◆ Entries shown ◆
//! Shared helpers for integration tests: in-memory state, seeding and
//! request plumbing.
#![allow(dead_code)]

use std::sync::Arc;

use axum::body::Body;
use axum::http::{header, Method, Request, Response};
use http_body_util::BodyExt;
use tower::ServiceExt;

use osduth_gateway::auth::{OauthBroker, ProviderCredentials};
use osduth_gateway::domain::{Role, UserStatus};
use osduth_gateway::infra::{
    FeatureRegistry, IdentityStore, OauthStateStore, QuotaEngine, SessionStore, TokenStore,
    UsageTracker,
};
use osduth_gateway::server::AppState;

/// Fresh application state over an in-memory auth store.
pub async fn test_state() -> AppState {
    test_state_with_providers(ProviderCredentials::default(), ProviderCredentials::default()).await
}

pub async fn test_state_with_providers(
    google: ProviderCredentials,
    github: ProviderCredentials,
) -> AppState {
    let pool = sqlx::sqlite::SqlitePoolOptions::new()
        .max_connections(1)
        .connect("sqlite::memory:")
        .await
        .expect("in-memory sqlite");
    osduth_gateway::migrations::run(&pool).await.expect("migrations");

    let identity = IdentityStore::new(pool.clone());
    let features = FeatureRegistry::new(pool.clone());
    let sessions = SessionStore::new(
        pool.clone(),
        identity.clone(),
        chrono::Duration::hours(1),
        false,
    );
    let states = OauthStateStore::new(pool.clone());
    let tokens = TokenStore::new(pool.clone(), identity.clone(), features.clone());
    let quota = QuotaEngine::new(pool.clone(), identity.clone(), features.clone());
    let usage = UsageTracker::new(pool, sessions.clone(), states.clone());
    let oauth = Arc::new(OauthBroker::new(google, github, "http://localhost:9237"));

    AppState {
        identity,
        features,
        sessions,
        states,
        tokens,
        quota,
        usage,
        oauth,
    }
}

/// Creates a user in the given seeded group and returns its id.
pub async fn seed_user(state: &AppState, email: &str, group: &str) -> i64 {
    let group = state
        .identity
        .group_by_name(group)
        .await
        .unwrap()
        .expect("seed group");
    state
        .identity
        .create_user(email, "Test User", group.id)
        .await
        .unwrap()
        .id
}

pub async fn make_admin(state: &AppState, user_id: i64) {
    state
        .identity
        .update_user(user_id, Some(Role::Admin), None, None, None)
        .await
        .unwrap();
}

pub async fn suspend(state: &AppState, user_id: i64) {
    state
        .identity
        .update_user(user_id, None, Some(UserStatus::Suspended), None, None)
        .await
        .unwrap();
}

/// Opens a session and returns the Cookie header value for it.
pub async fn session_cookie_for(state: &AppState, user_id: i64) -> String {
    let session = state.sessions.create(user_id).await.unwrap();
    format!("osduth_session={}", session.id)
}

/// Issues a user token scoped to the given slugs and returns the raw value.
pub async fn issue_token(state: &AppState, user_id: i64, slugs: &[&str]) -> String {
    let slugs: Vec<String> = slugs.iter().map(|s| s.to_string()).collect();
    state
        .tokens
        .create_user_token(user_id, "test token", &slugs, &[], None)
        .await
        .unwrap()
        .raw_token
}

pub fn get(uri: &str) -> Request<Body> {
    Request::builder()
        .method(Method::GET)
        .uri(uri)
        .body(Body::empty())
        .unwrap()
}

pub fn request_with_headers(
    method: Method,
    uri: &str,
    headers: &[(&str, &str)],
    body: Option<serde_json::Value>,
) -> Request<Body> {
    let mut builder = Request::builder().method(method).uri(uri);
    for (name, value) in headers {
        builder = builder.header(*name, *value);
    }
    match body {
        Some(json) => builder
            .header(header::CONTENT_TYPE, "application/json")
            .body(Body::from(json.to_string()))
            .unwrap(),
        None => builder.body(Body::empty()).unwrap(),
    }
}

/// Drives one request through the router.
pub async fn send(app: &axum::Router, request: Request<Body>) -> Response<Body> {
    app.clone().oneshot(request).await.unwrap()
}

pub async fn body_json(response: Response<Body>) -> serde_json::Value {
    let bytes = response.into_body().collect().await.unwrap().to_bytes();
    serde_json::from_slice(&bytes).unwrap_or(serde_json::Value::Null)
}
...
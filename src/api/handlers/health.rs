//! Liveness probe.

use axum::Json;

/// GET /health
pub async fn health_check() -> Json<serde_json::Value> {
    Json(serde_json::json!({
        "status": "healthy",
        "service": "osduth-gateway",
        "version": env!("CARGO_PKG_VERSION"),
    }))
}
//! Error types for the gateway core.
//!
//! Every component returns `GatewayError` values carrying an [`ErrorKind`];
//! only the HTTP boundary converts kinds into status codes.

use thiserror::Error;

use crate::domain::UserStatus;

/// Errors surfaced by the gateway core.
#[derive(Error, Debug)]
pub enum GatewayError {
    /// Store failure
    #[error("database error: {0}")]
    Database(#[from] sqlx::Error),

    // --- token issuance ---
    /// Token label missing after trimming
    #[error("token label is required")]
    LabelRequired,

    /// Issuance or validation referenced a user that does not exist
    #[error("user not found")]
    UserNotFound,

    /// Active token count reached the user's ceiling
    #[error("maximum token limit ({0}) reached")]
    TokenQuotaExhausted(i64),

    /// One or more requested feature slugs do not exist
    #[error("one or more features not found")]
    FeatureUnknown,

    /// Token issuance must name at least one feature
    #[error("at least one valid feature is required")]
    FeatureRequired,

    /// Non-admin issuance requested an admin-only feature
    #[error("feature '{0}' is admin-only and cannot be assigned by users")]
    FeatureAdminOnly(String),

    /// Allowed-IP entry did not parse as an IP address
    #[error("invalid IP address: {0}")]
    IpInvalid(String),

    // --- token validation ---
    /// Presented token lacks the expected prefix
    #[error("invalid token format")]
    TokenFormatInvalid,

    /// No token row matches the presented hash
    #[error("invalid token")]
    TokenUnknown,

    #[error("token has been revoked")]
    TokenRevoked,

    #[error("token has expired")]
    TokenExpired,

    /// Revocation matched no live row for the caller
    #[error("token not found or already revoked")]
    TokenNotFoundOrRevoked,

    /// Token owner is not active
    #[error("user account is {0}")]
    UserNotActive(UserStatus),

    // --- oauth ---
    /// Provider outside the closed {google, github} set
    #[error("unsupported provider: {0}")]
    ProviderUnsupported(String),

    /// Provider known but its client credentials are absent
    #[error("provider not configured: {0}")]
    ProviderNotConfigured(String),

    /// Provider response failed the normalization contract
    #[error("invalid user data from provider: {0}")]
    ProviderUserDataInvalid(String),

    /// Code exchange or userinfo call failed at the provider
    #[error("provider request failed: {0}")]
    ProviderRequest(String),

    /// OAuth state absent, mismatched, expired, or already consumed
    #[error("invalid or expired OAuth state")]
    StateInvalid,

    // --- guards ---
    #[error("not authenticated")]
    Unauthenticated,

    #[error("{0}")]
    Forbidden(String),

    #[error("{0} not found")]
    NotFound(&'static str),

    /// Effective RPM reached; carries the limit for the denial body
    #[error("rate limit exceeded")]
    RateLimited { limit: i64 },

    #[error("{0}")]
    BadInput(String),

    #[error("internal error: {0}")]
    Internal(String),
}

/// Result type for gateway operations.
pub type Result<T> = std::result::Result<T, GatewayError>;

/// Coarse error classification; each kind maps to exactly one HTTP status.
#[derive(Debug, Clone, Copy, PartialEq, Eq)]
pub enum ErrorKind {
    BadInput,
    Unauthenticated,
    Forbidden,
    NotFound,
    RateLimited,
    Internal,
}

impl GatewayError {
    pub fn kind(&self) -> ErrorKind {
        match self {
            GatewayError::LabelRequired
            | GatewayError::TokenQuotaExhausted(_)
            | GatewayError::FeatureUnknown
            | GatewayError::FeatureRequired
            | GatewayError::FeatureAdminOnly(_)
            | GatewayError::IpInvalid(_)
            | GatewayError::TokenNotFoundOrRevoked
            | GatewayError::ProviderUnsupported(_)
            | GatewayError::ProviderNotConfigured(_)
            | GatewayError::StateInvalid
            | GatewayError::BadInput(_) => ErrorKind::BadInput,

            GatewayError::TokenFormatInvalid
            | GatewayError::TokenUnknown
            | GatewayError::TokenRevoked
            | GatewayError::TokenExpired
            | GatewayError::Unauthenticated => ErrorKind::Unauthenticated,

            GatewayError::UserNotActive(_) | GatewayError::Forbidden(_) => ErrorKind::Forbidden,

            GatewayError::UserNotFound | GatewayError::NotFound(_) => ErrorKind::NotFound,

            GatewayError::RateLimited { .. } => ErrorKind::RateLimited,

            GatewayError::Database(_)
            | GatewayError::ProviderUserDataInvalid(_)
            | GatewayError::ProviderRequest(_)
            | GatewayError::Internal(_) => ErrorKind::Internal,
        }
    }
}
* * *
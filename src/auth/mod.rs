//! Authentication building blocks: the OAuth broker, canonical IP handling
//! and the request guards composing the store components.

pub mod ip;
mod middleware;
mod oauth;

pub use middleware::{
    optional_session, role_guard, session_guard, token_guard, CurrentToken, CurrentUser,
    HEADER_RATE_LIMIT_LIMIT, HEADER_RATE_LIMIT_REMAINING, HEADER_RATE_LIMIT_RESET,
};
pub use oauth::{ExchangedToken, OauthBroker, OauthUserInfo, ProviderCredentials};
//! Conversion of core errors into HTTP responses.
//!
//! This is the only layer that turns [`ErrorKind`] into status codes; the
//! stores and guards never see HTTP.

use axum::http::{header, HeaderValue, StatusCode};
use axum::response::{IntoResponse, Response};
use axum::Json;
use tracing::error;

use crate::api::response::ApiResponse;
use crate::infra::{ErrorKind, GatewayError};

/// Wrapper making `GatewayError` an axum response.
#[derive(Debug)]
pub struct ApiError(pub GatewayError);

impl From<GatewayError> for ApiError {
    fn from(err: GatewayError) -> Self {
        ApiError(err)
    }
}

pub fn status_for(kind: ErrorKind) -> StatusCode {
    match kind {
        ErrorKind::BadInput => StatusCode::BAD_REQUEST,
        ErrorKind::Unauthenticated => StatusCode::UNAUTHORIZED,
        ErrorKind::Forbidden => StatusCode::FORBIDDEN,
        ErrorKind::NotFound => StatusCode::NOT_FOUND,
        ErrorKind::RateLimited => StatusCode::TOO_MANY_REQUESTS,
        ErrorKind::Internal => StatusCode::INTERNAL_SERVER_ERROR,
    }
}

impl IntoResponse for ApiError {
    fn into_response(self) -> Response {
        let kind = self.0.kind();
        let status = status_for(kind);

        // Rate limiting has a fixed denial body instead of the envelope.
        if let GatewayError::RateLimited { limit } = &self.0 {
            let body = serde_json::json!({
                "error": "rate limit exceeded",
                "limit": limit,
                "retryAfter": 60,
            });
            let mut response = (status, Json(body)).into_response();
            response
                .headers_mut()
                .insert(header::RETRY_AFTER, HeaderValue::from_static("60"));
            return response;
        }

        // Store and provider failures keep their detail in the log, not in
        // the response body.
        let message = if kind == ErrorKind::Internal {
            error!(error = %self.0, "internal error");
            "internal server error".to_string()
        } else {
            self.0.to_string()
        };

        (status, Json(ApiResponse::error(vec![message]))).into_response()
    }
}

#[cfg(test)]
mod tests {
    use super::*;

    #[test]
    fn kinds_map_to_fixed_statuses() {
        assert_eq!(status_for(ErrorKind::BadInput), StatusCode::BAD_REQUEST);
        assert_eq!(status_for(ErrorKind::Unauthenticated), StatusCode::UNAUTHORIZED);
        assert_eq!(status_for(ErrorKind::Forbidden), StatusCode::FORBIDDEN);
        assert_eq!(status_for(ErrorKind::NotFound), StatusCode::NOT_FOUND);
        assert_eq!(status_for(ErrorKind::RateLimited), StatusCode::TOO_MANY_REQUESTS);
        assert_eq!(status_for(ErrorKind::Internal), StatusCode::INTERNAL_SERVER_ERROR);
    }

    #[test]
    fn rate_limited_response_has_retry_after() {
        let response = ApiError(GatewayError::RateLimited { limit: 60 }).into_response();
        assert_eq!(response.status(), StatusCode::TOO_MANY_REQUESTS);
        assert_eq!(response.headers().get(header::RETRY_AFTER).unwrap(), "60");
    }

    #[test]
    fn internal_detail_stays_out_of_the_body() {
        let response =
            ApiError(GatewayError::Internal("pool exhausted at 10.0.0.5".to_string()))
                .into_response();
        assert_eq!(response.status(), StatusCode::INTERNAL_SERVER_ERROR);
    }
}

◆ Prompt ◆
Identify how many lines in the entries above include the string "slugs", then state that number alone.

◆ Exercise solution ◆
5